Good morning, sports fans. You are looking LIVE at—well, at a post I wrote yesterday and put in the can in advance.
"Quite literally cinematic!" - Bob Costas
I'm Tom, your guest editor for the day. Sometimes I write about sports for Slate and other publications, some of which still haven't gone out of business. I used to write a sports column for City Paper in Baltimore. One time I got a piece in the Best American Sports Writing. Another time I got invited in by the late Syd Thrift for a stern talking-to his office in the Oriole Park warehouse. (You know that voice-and-motion-capture stuff they do to turn human actors into animated characters nowadays? Do that to a Foghorn Leghorn cartoon in reverse, and you'll get the irate Syd Thrift.)

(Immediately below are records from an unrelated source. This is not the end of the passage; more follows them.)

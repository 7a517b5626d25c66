//! Messenger: the unlocked account.
//!
//! Sending is lookup key → encrypt → transport → append, so a failure at any
//! step leaves persisted state as it was. Receiving appends the ciphertext
//! first (arrival order is durability order), then tries to open it; what
//! cannot be opened yet goes to the persisted dead-letter queue and is
//! retried when that peer's key arrives, in this process or a later one.

use std::sync::atomic::{AtomicBool, Ordering};
use std::sync::Arc;

use tokio::sync::Mutex;
use tracing::{debug, info, warn};

use texx_crypto::{message, PublicKeyBytes};
use texx_proto::{ChatPayload, ConnectionContext, PeerId, TransportEvent};
use texx_store::{models::ContactRow, Direction, History, HistoryEntry, Identity, KeyChange, Store};

use crate::error::CoreError;
use crate::transport::Transport;

/// State behind the account write queue.
pub(crate) struct AccountState {
    pub(crate) pending_limit: usize,
}

impl AccountState {
    pub(crate) fn new(pending_limit: usize) -> Self {
        Self { pending_limit }
    }
}

/// A received text message, decrypted.
#[derive(Debug, Clone, PartialEq, Eq)]
pub struct Delivered {
    pub peer: PeerId,
    pub plaintext: String,
    pub timestamp: i64,
}

/// What an inbound frame did.
#[derive(Debug, Clone, PartialEq, Eq)]
pub enum Incoming {
    /// Text opened immediately.
    Text(Delivered),
    /// Text stored but the sender's key is not known yet.
    Deferred { queued: usize },
    /// Key-transfer stored; previously queued texts that now open, in
    /// arrival order, and how many were ever dropped from the queue.
    KeyStored {
        change: KeyChange,
        released: Vec<Delivered>,
        lost: u64,
    },
    /// Connection opened: our key was sent and the stored conversation
    /// replayed.
    Opened {
        history: Vec<HistoryEntry>,
        failed: usize,
    },
}

#[derive(Clone)]
pub struct Messenger {
    inner: Arc<Inner>,
}

struct Inner {
    identity: Identity,
    store: Store,
    transport: Arc<dyn Transport>,
    account: Arc<Mutex<AccountState>>,
    wiped: AtomicBool,
}

impl std::fmt::Debug for Messenger {
    fn fmt(&self, f: &mut std::fmt::Formatter<'_>) -> std::fmt::Result {
        f.debug_struct("Messenger")
            .field("peer_id", self.peer_id())
            .finish_non_exhaustive()
    }
}

impl Messenger {
    pub(crate) fn new(
        identity: Identity,
        store: Store,
        transport: Arc<dyn Transport>,
        account: Arc<Mutex<AccountState>>,
    ) -> Self {
        Self {
            inner: Arc::new(Inner {
                identity,
                store,
                transport,
                account,
                wiped: AtomicBool::new(false),
            }),
        }
    }

    pub fn peer_id(&self) -> &PeerId {
        &self.inner.identity.peer_id
    }

    pub fn public_key(&self) -> &PublicKeyBytes {
        self.inner.identity.public_key()
    }

    pub fn fingerprint(&self) -> String {
        self.public_key().fingerprint()
    }

    fn ensure_live(&self) -> Result<(), CoreError> {
        if self.inner.wiped.load(Ordering::SeqCst) {
            return Err(CoreError::Wiped);
        }
        Ok(())
    }

    /// Encrypt for `ctx.peer`, send, then log. Returns the log timestamp.
    pub async fn send_text(&self, ctx: &ConnectionContext, plaintext: &str) -> Result<i64, CoreError> {
        self.ensure_live()?;
        let _queue = self.inner.account.lock().await;
        let store = &self.inner.store;

        let key = store
            .contacts
            .get(&ctx.peer)
            .await?
            .ok_or_else(|| CoreError::UnknownRecipientKey(ctx.peer.clone()))?;
        let ciphertext = message::encrypt(plaintext.as_bytes(), &key, &self.inner.identity.keys)?;

        self.inner
            .transport
            .send(ctx, &ChatPayload::text(&ciphertext))
            .await?;
        let appended = store.log.append(&ctx.peer, &ciphertext, Direction::Sent).await?;
        debug!(peer = %ctx.peer, token = %ctx.token, seq = appended.seq, "text sent");
        Ok(appended.timestamp)
    }

    /// Send our public key on `ctx` (key-transfer).
    pub async fn send_key(&self, ctx: &ConnectionContext) -> Result<(), CoreError> {
        self.ensure_live()?;
        self.inner
            .transport
            .send(ctx, &ChatPayload::key(self.public_key()))
            .await?;
        debug!(peer = %ctx.peer, token = %ctx.token, "public key sent");
        Ok(())
    }

    /// Handle one wire frame that arrived on the connection to `ctx.peer`.
    pub async fn on_incoming(&self, ctx: &ConnectionContext, bytes: &[u8]) -> Result<Incoming, CoreError> {
        self.ensure_live()?;
        match ChatPayload::from_bytes(bytes)? {
            payload @ ChatPayload::Key(_) => {
                let key = payload.public_key()?;
                self.store_key(&ctx.peer, &key).await
            }
            payload @ ChatPayload::Text(_) => {
                let ciphertext = payload.ciphertext()?;
                self.receive_text(&ctx.peer, ciphertext).await
            }
        }
    }

    async fn store_key(&self, peer: &PeerId, key: &PublicKeyBytes) -> Result<Incoming, CoreError> {
        let _queue = self.inner.account.lock().await;
        let store = &self.inner.store;
        let change = store.contacts.put(peer, key).await?;

        let mut released = Vec::new();
        let mut opened = Vec::new();
        let mut still_failing = 0usize;
        for record in store.pending.records(peer).await? {
            match self.open(key, &record.ciphertext) {
                Ok(plaintext) => {
                    opened.push(record.seq);
                    released.push(Delivered {
                        peer: peer.clone(),
                        plaintext,
                        timestamp: record.timestamp,
                    });
                }
                Err(_) => still_failing += 1,
            }
        }
        store.pending.release(&opened).await?;
        if still_failing > 0 {
            warn!(peer = %peer, count = still_failing, "queued messages still undecryptable with new key");
        }
        if !released.is_empty() {
            info!(peer = %peer, count = released.len(), "released queued messages");
        }

        Ok(Incoming::KeyStored {
            change,
            released,
            lost: store.pending.lost(peer).await?,
        })
    }

    async fn receive_text(&self, peer: &PeerId, ciphertext: Vec<u8>) -> Result<Incoming, CoreError> {
        let account = self.inner.account.lock().await;
        let store = &self.inner.store;
        let appended = store.log.append(peer, &ciphertext, Direction::Received).await?;

        let Some(key) = store.contacts.get(peer).await? else {
            store.pending.push(peer, appended.seq, account.pending_limit).await?;
            debug!(peer = %peer, seq = appended.seq, "sender key unknown, message queued");
            return Ok(Incoming::Deferred {
                queued: store.pending.len(peer).await?,
            });
        };

        match self.open(&key, &ciphertext) {
            Ok(plaintext) => Ok(Incoming::Text(Delivered {
                peer: peer.clone(),
                plaintext,
                timestamp: appended.timestamp,
            })),
            Err(e) => {
                warn!(peer = %peer, seq = appended.seq, "message did not decrypt with stored key, queued for retry");
                store.pending.push(peer, appended.seq, account.pending_limit).await?;
                Err(e)
            }
        }
    }

    fn open(&self, key: &PublicKeyBytes, ciphertext: &[u8]) -> Result<String, CoreError> {
        let plaintext = message::decrypt(ciphertext, key, &self.inner.identity.keys)
            .map_err(|_| CoreError::DecryptionFailed)?;
        String::from_utf8(plaintext.to_vec()).map_err(|_| CoreError::DecryptionFailed)
    }

    /// Dispatch a transport event for the connection `ctx`.
    ///
    /// `Open` triggers key-transfer and history replay. `Data` must come
    /// from the peer the connection was opened for.
    pub async fn handle_event(
        &self,
        ctx: &ConnectionContext,
        event: TransportEvent,
    ) -> Result<Option<Incoming>, CoreError> {
        match event {
            TransportEvent::Open => {
                self.send_key(ctx).await?;
                let (history, failed) = self.history_report(&ctx.peer).await?;
                Ok(Some(Incoming::Opened { history, failed }))
            }
            TransportEvent::Data { from, bytes } => {
                if from != ctx.peer.as_str() {
                    return Err(CoreError::PeerMismatch {
                        expected: ctx.peer.clone(),
                        got: from,
                    });
                }
                self.on_incoming(ctx, &bytes).await.map(Some)
            }
            TransportEvent::Error(e) => {
                warn!(peer = %ctx.peer, token = %ctx.token, "transport error: {e}");
                Err(CoreError::Transport(e))
            }
            TransportEvent::Closed => {
                debug!(peer = %ctx.peer, token = %ctx.token, "connection closed");
                Ok(None)
            }
        }
    }

    /// Lazy decrypting replay of the log for `peer`. See [`History`].
    pub async fn history(&self, peer: &PeerId) -> Result<History<'_>, CoreError> {
        self.ensure_live()?;
        let store = &self.inner.store;
        Ok(store
            .log
            .history(peer, &store.contacts, &self.inner.identity.keys)
            .await?)
    }

    /// Collected history plus the number of records that failed to open.
    pub async fn history_report(&self, peer: &PeerId) -> Result<(Vec<HistoryEntry>, usize), CoreError> {
        Ok(self.history(peer).await?.into_report())
    }

    pub async fn contacts(&self) -> Result<Vec<ContactRow>, CoreError> {
        self.ensure_live()?;
        Ok(self.inner.store.contacts.list().await?)
    }

    /// Received messages from `peer` still waiting for a usable key.
    pub async fn pending_count(&self, peer: &PeerId) -> Result<usize, CoreError> {
        Ok(self.inner.store.pending.len(peer).await?)
    }

    /// Destroy the vault, contacts and log. This handle is unusable afterwards.
    pub async fn delete_account(&self) -> Result<(), CoreError> {
        let _queue = self.inner.account.lock().await;
        self.inner.store.vault.reset().await?;
        self.inner.wiped.store(true, Ordering::SeqCst);
        info!(peer_id = %self.peer_id(), "account deleted");
        Ok(())
    }
}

My sports loyalties, which deform everything I write, are as follows: I root for the Baltimore Orioles, first and foremost and for my entire conscious life. My first home was a short walk from Memorial Stadium, and I was cheering for Mark Belanger and Lee May by the age of three. I remember Reggie Jackson showing up as the new guy when I was four and leaving when I was five. Bastard.

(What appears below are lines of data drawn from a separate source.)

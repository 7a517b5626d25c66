//! texx_crypto — cryptographic building blocks for the Texx chat core
//!
//! # Design principles
//! - NO custom crypto; all primitives come from audited Rust crates.
//! - Zeroize all secret material on drop.
//! - Keys cross crate boundaries as newtypes, never as bare byte slices.
//!
//! # Module layout
//! - `identity` — long-term Ed25519 identity keypair + public key newtype
//! - `kdf`      — PIN → passphrase keyed hash, Argon2id vault key, HKDF
//! - `aead`     — XChaCha20-Poly1305 encrypt/decrypt helpers
//! - `message`  — hybrid per-message encryption between two identities
//! - `error`    — unified error type

pub mod aead;
pub mod error;
pub mod identity;
pub mod kdf;
pub mod message;

pub use error::CryptoError;
pub use identity::{IdentityKeyPair, PublicKeyBytes};
pub use kdf::{KdfParams, Passphrase};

I also root for the University of Maryland men's basketball team, an ever-shifting collection of NBA teams that depends on where particular players are, the Philadelphia Eagles, and the Baltimore Colts.

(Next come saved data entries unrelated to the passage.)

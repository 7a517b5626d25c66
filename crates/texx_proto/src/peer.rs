//! Peer identifiers.
//!
//! A `PeerId` is the display handle a peer registered with the signalling
//! server (e.g. "alice-bee-cat"). The core only relies on string equality;
//! generation belongs to the identifier collaborator.

use std::fmt;

use serde::{Deserialize, Serialize};

use crate::error::ProtoError;

#[derive(Debug, Clone, PartialEq, Eq, Hash, PartialOrd, Ord, Serialize, Deserialize)]
#[serde(transparent)]
pub struct PeerId(String);

impl PeerId {
    /// Any non-empty identifier without whitespace.
    pub fn parse(s: &str) -> Result<Self, ProtoError> {
        if s.is_empty() || s.chars().any(char::is_whitespace) {
            return Err(ProtoError::InvalidPeerId(s.to_string()));
        }
        Ok(Self(s.to_string()))
    }

    /// Stricter form for ids typed in by a user: ASCII letters and hyphens,
    /// with at least one hyphen. Empty words are allowed (`alice-`,
    /// `alice--bee`), matching the handles peers already registered.
    pub fn parse_handle(s: &str) -> Result<Self, ProtoError> {
        let well_formed =
            s.contains('-') && s.chars().all(|c| c == '-' || c.is_ascii_alphabetic());
        if !well_formed {
            return Err(ProtoError::InvalidPeerId(s.to_string()));
        }
        Ok(Self(s.to_string()))
    }

    pub fn as_str(&self) -> &str {
        &self.0
    }
}

impl fmt::Display for PeerId {
    fn fmt(&self, f: &mut fmt::Formatter<'_>) -> fmt::Result {
        f.write_str(&self.0)
    }
}

/// State scoped to one transport connection.
///
/// Every crypto/log call receives the remote peer explicitly through this
/// context; there is no process-wide "current peer".
#[derive(Debug, Clone, PartialEq, Eq)]
pub struct ConnectionContext {
    pub peer: PeerId,
    /// Correlation token for this connection (the transport's label).
    pub token: String,
}

impl ConnectionContext {
    pub fn new(peer: PeerId) -> Self {
        Self {
            peer,
            token: uuid::Uuid::new_v4().to_string(),
        }
    }

    pub fn with_token(peer: PeerId, token: impl Into<String>) -> Self {
        Self {
            peer,
            token: token.into(),
        }
    }
}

(What? They where? Look, everyone handles childhood abandonment differently. I turn on my TV, I see a team with blue horseshoes on white helmets. The [inaudible] Colts! Fight on, you Colts!)
I despise the New York Yankees.
I also root against Duke men's basketball, Notre Dame football, the Washington [ethnic slur redacted], the Baltimore Ravens, Phil Jackson, the Dallas Cowboys, Rick Pitino, John Calipari, Bob Huggins, Tony La Russa, and Bob Knight. Now that I put it all down like that, maybe I should simplify things and say I root against anyone who has ever coached or managed a team. Except Earl Weaver and Buddy Ryan.
Last time I appeared here, I believe I was 1. ripping the Orioles for trading Erik Bedard for a raft of players including the unproven Adam Jones, 2. disparaging the Tampa Bay Rays, and 3. implying that the Orioles would continue their decade-plus string of failure, particularly their habit of quitting in the second half.
Well. Tampa has won a pennant and is admired throughout baseball for its talent. Erik Bedard has been a fixture of Seattle's disabled list. Adam Jones looks like he will be a superstar in center field and a heart-of-the-lineup slugger for years to come.
And the Orioles—with Jones and Nick Markakis anchoring an all-around delightful outfield, with a collection of thrilling young pitchers beginning to break into the majors, with the most highly regarded prospect in baseball behind the plate—are deep in last place, on an 11-22 second-half death spiral. Told you so.